TRY IT: Using the listing below, keep only the lines with the word "step" and copy them.

(DATASET Opens)

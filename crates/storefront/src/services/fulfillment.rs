//! Order and order-line status changes.
//!
//! Every order-line status write goes through [`set_line_status`], which runs
//! the order aggregation right after the write.

use thiserror::Error;
use tracing::instrument;

use booktime_core::aggregation::order_status_after_line_change;
use booktime_core::{OrderId, OrderLineId, OrderLineStatus, OrderStatus};

use crate::db::{RepositoryError, Store};
use crate::models::{Order, OrderLine, OrderScope};

/// Errors from fulfillment updates.
#[derive(Debug, Error)]
pub enum FulfillmentError {
    /// The order or line does not exist within the caller's scope.
    #[error("not found")]
    NotFound,

    #[error(transparent)]
    Repository(#[from] RepositoryError),
}

fn not_found(err: RepositoryError) -> FulfillmentError {
    match err {
        RepositoryError::NotFound => FulfillmentError::NotFound,
        other => FulfillmentError::Repository(other),
    }
}

/// Change a line's status, then bring its order's status up to date.
///
/// The line write is never rolled back because of the aggregation step; if
/// that step fails it is logged and the order catches up on the next write.
///
/// # Errors
///
/// `FulfillmentError::NotFound` when the line is outside `scope`.
#[instrument(skip(store))]
pub async fn set_line_status(
    store: &dyn Store,
    line: OrderLineId,
    status: OrderLineStatus,
    scope: OrderScope,
) -> Result<OrderLine, FulfillmentError> {
    if store.get_order_line(line, scope).await?.is_none() {
        return Err(FulfillmentError::NotFound);
    }

    let updated = store
        .set_order_line_status(line, status)
        .await
        .map_err(not_found)?;

    if let Err(e) = aggregate_order(store, updated.order_id).await {
        tracing::error!(order_id = %updated.order_id, error = %e, "Order status aggregation failed");
    }

    Ok(updated)
}

/// Move the order to `Done` once none of its lines is pending.
///
/// Returns the new status when it changed. Safe to call repeatedly.
///
/// # Errors
///
/// Returns `RepositoryError` if the order or its lines cannot be loaded.
#[instrument(skip(store))]
pub async fn aggregate_order(
    store: &dyn Store,
    order: OrderId,
) -> Result<Option<OrderStatus>, RepositoryError> {
    let current = store
        .get_order(order, OrderScope::All)
        .await?
        .ok_or(RepositoryError::NotFound)?;
    let statuses: Vec<OrderLineStatus> = store
        .order_lines(order)
        .await?
        .into_iter()
        .map(|line| line.status)
        .collect();

    let Some(next) = order_status_after_line_change(current.status, &statuses) else {
        return Ok(None);
    };

    store.set_order_status(order, next).await?;
    tracing::info!(order_id = %order, status = %next, "Order status updated from its lines");
    Ok(Some(next))
}

/// Set an order's status directly from the back office.
///
/// # Errors
///
/// `FulfillmentError::NotFound` if the order does not exist.
#[instrument(skip(store))]
pub async fn set_order_status(
    store: &dyn Store,
    order: OrderId,
    status: OrderStatus,
) -> Result<Order, FulfillmentError> {
    store
        .set_order_status(order, status)
        .await
        .map_err(not_found)
}

#[cfg(test)]
#[allow(clippy::unwrap_used)]
mod tests {
    use super::*;
    use crate::db::{BasketStore, CatalogStore, MemoryStore, OrderStore, UserStore};
    use crate::models::{NewProduct, NewUser};
    use booktime_core::{AddressFields, CountryCode, Email, Price, Slug};

    /// A paid order with three lines, returned with its line ids.
    async fn paid_order(store: &MemoryStore) -> (OrderId, Vec<OrderLineId>) {
        let user = store
            .create_user(&NewUser {
                email: Email::parse("ada@booktime.domain").unwrap(),
                password_hash: "x".to_owned(),
                first_name: String::new(),
                last_name: String::new(),
                role: None,
            })
            .await
            .unwrap();
        let product = store
            .create_product(
                &NewProduct {
                    name: "Dune".to_owned(),
                    slug: None,
                    description: String::new(),
                    price: Price::from_cents(999).unwrap(),
                    active: true,
                    in_stock: true,
                    tags: Vec::new(),
                },
                &Slug::from_name("Dune"),
            )
            .await
            .unwrap();
        let basket = store.create_basket(Some(user.id)).await.unwrap();
        let line = store.add_product(basket.id, product.id).await.unwrap();
        store.set_line_quantity(basket.id, line.id, 3).await.unwrap();

        let fields = AddressFields {
            name: "Ada".to_owned(),
            address1: "1 Street".to_owned(),
            address2: String::new(),
            zip_code: "12345".to_owned(),
            city: "Town".to_owned(),
            country: CountryCode::Us,
        };
        let order = store
            .create_order(basket.id, user.id, &fields, &fields)
            .await
            .unwrap();
        store.set_order_status(order.id, OrderStatus::Paid).await.unwrap();

        let lines = store.order_lines(order.id).await.unwrap();
        (order.id, lines.into_iter().map(|l| l.id).collect())
    }

    async fn order_status(store: &MemoryStore, order: OrderId) -> OrderStatus {
        store
            .get_order(order, OrderScope::All)
            .await
            .unwrap()
            .unwrap()
            .status
    }

    #[tokio::test]
    async fn test_order_done_when_last_pending_line_settles() {
        let store = MemoryStore::new();
        let (order, lines) = paid_order(&store).await;

        set_line_status(&store, lines[0], OrderLineStatus::Sent, OrderScope::Paid)
            .await
            .unwrap();
        set_line_status(&store, lines[1], OrderLineStatus::Sent, OrderScope::Paid)
            .await
            .unwrap();
        assert_eq!(order_status(&store, order).await, OrderStatus::Paid);

        set_line_status(&store, lines[2], OrderLineStatus::Cancelled, OrderScope::Paid)
            .await
            .unwrap();
        assert_eq!(order_status(&store, order).await, OrderStatus::Done);
    }

    #[tokio::test]
    async fn test_done_order_is_not_demoted() {
        let store = MemoryStore::new();
        let (order, lines) = paid_order(&store).await;
        for line in &lines {
            set_line_status(&store, *line, OrderLineStatus::Sent, OrderScope::All)
                .await
                .unwrap();
        }
        assert_eq!(order_status(&store, order).await, OrderStatus::Done);

        set_line_status(&store, lines[0], OrderLineStatus::Processing, OrderScope::All)
            .await
            .unwrap();
        assert_eq!(order_status(&store, order).await, OrderStatus::Done);
        assert_eq!(aggregate_order(&store, order).await.unwrap(), None);
    }

    #[tokio::test]
    async fn test_paid_scope_hides_lines_of_unpaid_orders() {
        let store = MemoryStore::new();
        let (order, lines) = paid_order(&store).await;
        store.set_order_status(order, OrderStatus::New).await.unwrap();

        assert!(matches!(
            set_line_status(&store, lines[0], OrderLineStatus::Sent, OrderScope::Paid).await,
            Err(FulfillmentError::NotFound)
        ));
    }
}
#[cfg(test)]
#[allow(clippy::unwrap_used)]
mod tests {
    use super::*;
    use booktime_core::{CountryCode, Price};

    fn address() -> AddressFields {
        AddressFields {
            name: "Reader".to_owned(),
            address1: "1 Page Street".to_owned(),
            address2: String::new(),
            zip_code: "AB1 2CD".to_owned(),
            city: "London".to_owned(),
            country: CountryCode::Uk,
        }
    }

    async fn seed_user(store: &MemoryStore, email: &str) -> UserId {
        store
            .create_user(&NewUser {
                email: Email::parse(email).unwrap(),
                password_hash: "hash".to_owned(),
                first_name: String::new(),
                last_name: String::new(),
                role: None,
            })
            .await
            .unwrap()
            .id
    }

    async fn seed_product(store: &MemoryStore, name: &str) -> ProductId {
        let product = NewProduct {
            name: name.to_owned(),
            slug: None,
            description: String::new(),
            price: Price::from_cents(1000).unwrap(),
            active: true,
            in_stock: true,
            tags: Vec::new(),
        };
        store
            .create_product(&product, &Slug::from_name(name))
            .await
            .unwrap()
            .id
    }

    #[tokio::test]
    async fn test_add_product_increments_existing_line() {
        let store = MemoryStore::new();
        let product = seed_product(&store, "Dune").await;
        let basket = store.create_basket(None).await.unwrap();

        let first = store.add_product(basket.id, product).await.unwrap();
        let second = store.add_product(basket.id, product).await.unwrap();

        assert_eq!(first.id, second.id);
        assert_eq!(second.quantity, 2);
        assert_eq!(store.basket_lines(basket.id).await.unwrap().len(), 1);
    }

    #[tokio::test]
    async fn test_create_order_expands_and_submits() {
        let store = MemoryStore::new();
        let user = seed_user(&store, "a@booktime.domain").await;
        let dune = seed_product(&store, "Dune").await;
        let emma = seed_product(&store, "Emma").await;
        let basket = store.create_basket(Some(user)).await.unwrap();
        store.add_product(basket.id, dune).await.unwrap();
        store.add_product(basket.id, dune).await.unwrap();
        store.add_product(basket.id, emma).await.unwrap();

        let order = store
            .create_order(basket.id, user, &address(), &address())
            .await
            .unwrap();

        let lines = store.order_lines(order.id).await.unwrap();
        assert_eq!(lines.len(), 3);
        assert!(lines.iter().all(|l| l.status == OrderLineStatus::New));
        let basket = store.get_basket(basket.id).await.unwrap().unwrap();
        assert_eq!(basket.status, BasketStatus::Submitted);
    }

    #[tokio::test]
    async fn test_create_order_twice_conflicts() {
        let store = MemoryStore::new();
        let user = seed_user(&store, "a@booktime.domain").await;
        let basket = store.create_basket(Some(user)).await.unwrap();

        store
            .create_order(basket.id, user, &address(), &address())
            .await
            .unwrap();
        let again = store
            .create_order(basket.id, user, &address(), &address())
            .await;

        assert!(matches!(again, Err(RepositoryError::Conflict(_))));
        assert_eq!(store.list_orders(&OrderFilter::default()).await.unwrap().len(), 1);
    }

    #[tokio::test]
    async fn test_delete_ordered_product_is_protected() {
        let store = MemoryStore::new();
        let user = seed_user(&store, "a@booktime.domain").await;
        let product = seed_product(&store, "Dune").await;
        let basket = store.create_basket(Some(user)).await.unwrap();
        store.add_product(basket.id, product).await.unwrap();
        store
            .create_order(basket.id, user, &address(), &address())
            .await
            .unwrap();

        let result = store.delete_product(product).await;
        assert!(matches!(result, Err(RepositoryError::Protected(_))));
    }

    #[tokio::test]
    async fn test_paid_scope_hides_new_orders() {
        let store = MemoryStore::new();
        let user = seed_user(&store, "a@booktime.domain").await;
        let product = seed_product(&store, "Dune").await;
        let basket = store.create_basket(Some(user)).await.unwrap();
        store.add_product(basket.id, product).await.unwrap();
        let order = store
            .create_order(basket.id, user, &address(), &address())
            .await
            .unwrap();
        let line = store.order_lines(order.id).await.unwrap().first().unwrap().id;

        assert!(store.get_order(order.id, OrderScope::Paid).await.unwrap().is_none());
        assert!(store.get_order_line(line, OrderScope::Paid).await.unwrap().is_none());

        store.set_order_status(order.id, OrderStatus::Paid).await.unwrap();
        assert!(store.get_order_line(line, OrderScope::Paid).await.unwrap().is_some());
    }

    #[tokio::test]
    async fn test_duplicate_email_conflicts() {
        let store = MemoryStore::new();
        seed_user(&store, "a@booktime.domain").await;
        let again = store
            .create_user(&NewUser {
                email: Email::parse("a@booktime.domain").unwrap(),
                password_hash: "hash".to_owned(),
                first_name: String::new(),
                last_name: String::new(),
                role: None,
            })
            .await;
        assert!(matches!(again, Err(RepositoryError::Conflict(_))));
    }
}
//! Postal address value shared by the address book and order snapshots.

use serde::{Deserialize, Serialize};
use thiserror::Error;

use super::CountryCode;

/// A field of [`AddressFields`] failed validation.
#[derive(Debug, Clone, PartialEq, Eq, Error)]
pub enum AddressError {
    /// A required field is blank.
    #[error("{0} is required")]
    Required(&'static str),
    /// A field exceeds its column length.
    #[error("{field} must be at most {max} characters")]
    TooLong {
        /// Field name.
        field: &'static str,
        /// Maximum allowed length.
        max: usize,
    },
}

/// The postal fields of an address.
///
/// Orders copy these values into their `billing_*` and `shipping_*` columns,
/// so later edits to the address book never reach a placed order.
#[derive(Debug, Clone, PartialEq, Eq, Serialize, Deserialize)]
pub struct AddressFields {
    pub name: String,
    pub address1: String,
    #[serde(default)]
    pub address2: String,
    pub zip_code: String,
    pub city: String,
    pub country: CountryCode,
}

impl AddressFields {
    /// Validate lengths and required fields, returning the trimmed value.
    ///
    /// # Errors
    ///
    /// Returns the first failing field.
    pub fn validated(self) -> Result<Self, AddressError> {
        let name = required("name", &self.name, 60)?;
        let address1 = required("address1", &self.address1, 60)?;
        let address2 = optional("address2", &self.address2, 60)?;
        let zip_code = required("zip_code", &self.zip_code, 12)?;
        let city = required("city", &self.city, 60)?;

        Ok(Self {
            name,
            address1,
            address2,
            zip_code,
            city,
            country: self.country,
        })
    }
}

fn required(field: &'static str, value: &str, max: usize) -> Result<String, AddressError> {
    let value = value.trim();
    if value.is_empty() {
        return Err(AddressError::Required(field));
    }
    optional(field, value, max)
}

fn optional(field: &'static str, value: &str, max: usize) -> Result<String, AddressError> {
    let value = value.trim();
    if value.chars().count() > max {
        return Err(AddressError::TooLong { field, max });
    }
    Ok(value.to_owned())
}

#[cfg(test)]
#[allow(clippy::unwrap_used)]
mod tests {
    use super::*;

    fn sample() -> AddressFields {
        AddressFields {
            name: " Jo Reader ".into(),
            address1: "1 Library Lane".into(),
            address2: String::new(),
            zip_code: "AB1 2CD".into(),
            city: "London".into(),
            country: CountryCode::Uk,
        }
    }

    #[test]
    fn test_validated_trims() {
        let fields = sample().validated().unwrap();
        assert_eq!(fields.name, "Jo Reader");
    }

    #[test]
    fn test_validated_requires_city() {
        let mut fields = sample();
        fields.city = "  ".into();
        assert_eq!(fields.validated(), Err(AddressError::Required("city")));
    }

    #[test]
    fn test_validated_zip_length() {
        let mut fields = sample();
        fields.zip_code = "1".repeat(13);
        assert!(matches!(
            fields.validated(),
            Err(AddressError::TooLong { field: "zip_code", .. })
        ));
    }
}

(DATASET Closes)

ANSWER FOR THE TASK:
/// The line write is never rolled back because of the aggregation step; if
/// that step fails it is logged and the order catches up on the next write.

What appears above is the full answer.